Juguetes que le ofrecían sacrificios y celebraban fiestas en su honor. Que lo veneraban.

Había sido tan necio…

—¿En qué nos hemos equivocado, Calíope? —La musa lo miró y enarcó una ceja—. No sé. Podríamos haber hecho algo más para que siguieran rindiéndonos culto. Ofrecerles un libro sagrado, tal vez. A algunos les ha funcionado.

Por toda respuesta, ella rio una carcajada llena de amargura.

—No lo creo. Supongo que es nuestro destino. Las cosas van y vienen —dijo, y señaló a los pocos seres humanos que aún quedaban en la calle—, como ellos. Nosotros no somos una excepción.

Se puso en pie. Soplaba un viento suave de finales de primavera, lleno de promesas para los mortales. Para los inmortales, sin embargo, no tenía nada.

—De todas formas, somos afortunados. A muchos de nosotros aún nos recuerdan. No nos rinden culto, cierto, pero saben quiénes somos. Aparecemos en sus libros, en su pintura, en su música. —Se encogió de hombros—. Mientras nos quede aliento, mis hermanas y yo haremos lo que podamos para que la situación no cambie.
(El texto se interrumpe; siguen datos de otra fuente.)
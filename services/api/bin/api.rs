//! Main Entrypoint for the Call Bridge API Service
//!
//! This binary is responsible for:
//! 1. Loading configuration from the environment.
//! 2. Initializing the ElevenLabs agent connector and the tool registry.
//! 3. Constructing the Axum router and applying middleware.
//! 4. Starting the web server and handling graceful shutdown.

use anyhow::Context;
use callbridge_api::{config::Config, router::create_router, state::AppState};
use callbridge_core::{AgentConnector, ToolRegistry};
use elevenlabs_convai::ElevenLabsConnector;
use std::{net::SocketAddr, sync::Arc};
use tower_http::cors::{Any, CorsLayer};
use tracing::info;

/// Listens for the `Ctrl+C` signal to gracefully shut down the server.
async fn shutdown_signal() {
    tokio::signal::ctrl_c()
        .await
        .expect("Failed to install Ctrl+C handler");
    info!("Received shutdown signal. Shutting down gracefully...");
}

#[tokio::main]
async fn main() -> anyhow::Result<()> {
    // --- 1. Load Configuration ---
    let config = Config::from_env().context("Failed to load configuration")?;

    // --- 2. Initialize Logging ---
    tracing_subscriber::fmt()
        .with_max_level(config.log_level)
        .with_timer(tracing_subscriber::fmt::time::ChronoLocal::rfc_3339())
        .init();
    info!("Configuration loaded. Initializing application state...");

    // --- 3. Initialize Shared Services ---
    let connector: Arc<dyn AgentConnector> =
        Arc::new(ElevenLabsConnector::new(config.conversation_config()));
    let tools = ToolRegistry::new();
    info!(tools = ?tools.names(), "Tool registry ready.");

    let app_state = Arc::new(AppState {
        config: Arc::new(config.clone()),
        connector,
        tools: Arc::new(tools),
    });

    // --- 4. Create Router and Apply Middleware ---
    let cors = CorsLayer::new()
        .allow_origin(Any)
        .allow_methods(Any)
        .allow_headers(Any);

    let app = create_router(app_state).layer(cors);

    // --- 5. Start Server ---
    info!(
        agent_id = %config.agent_id,
        requires_auth = config.requires_auth,
        bind_address = %config.bind_address,
        "Service configured. Starting server..."
    );
    let listener = tokio::net::TcpListener::bind(config.bind_address)
        .await
        .with_context(|| format!("Failed to bind {}", config.bind_address))?;

    axum::serve(
        listener,
        app.into_make_service_with_connect_info::<SocketAddr>(),
    )
    .with_graceful_shutdown(shutdown_signal())
    .await?;

    info!("Server has shut down.");
    Ok(())
}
«Y no caer en el olvido», parecía querer añadir, pero guardó silencio. Se despidió con un breve adiós y dejó a Zeus allí, en la cornisa, con el mundo a sus pies. Un día había poseído gran parte. Ahora, ¿qué le quedaba?
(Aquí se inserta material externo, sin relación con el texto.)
//! Client for the ElevenLabs Conversational AI WebSocket.
//!
//! [`Conversation`] implements [`callbridge_core::AgentSession`]: it streams
//! caller audio to the agent and plays the agent's replies through whatever
//! [`callbridge_core::AudioInterface`] it was built with.

mod client;
pub mod messages;

pub use client::{
    Conversation, ConversationConfig, DEFAULT_API_BASE, DEFAULT_WS_BASE, ElevenLabsConnector,
};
A pesar de las palabras de la musa, nadie podía asegurarle que todas esas páginas, canciones y cuadros en los que aparecía no fueran a desaparecer del todo. Tal vez fuera poco probable, pero no imposible. A algunos les había ocurrido y él, a lo largo de su existencia, había visto desvanecerse muchas cosas que se le habían antojado inmortales.

En fin. Tendría que seguir viviendo en la incertidumbre. Lo único que sabía con certeza es que deseaba que la próxima reunión en la gruta tuviera lugar dentro de mucho… Y no ser el olvidado.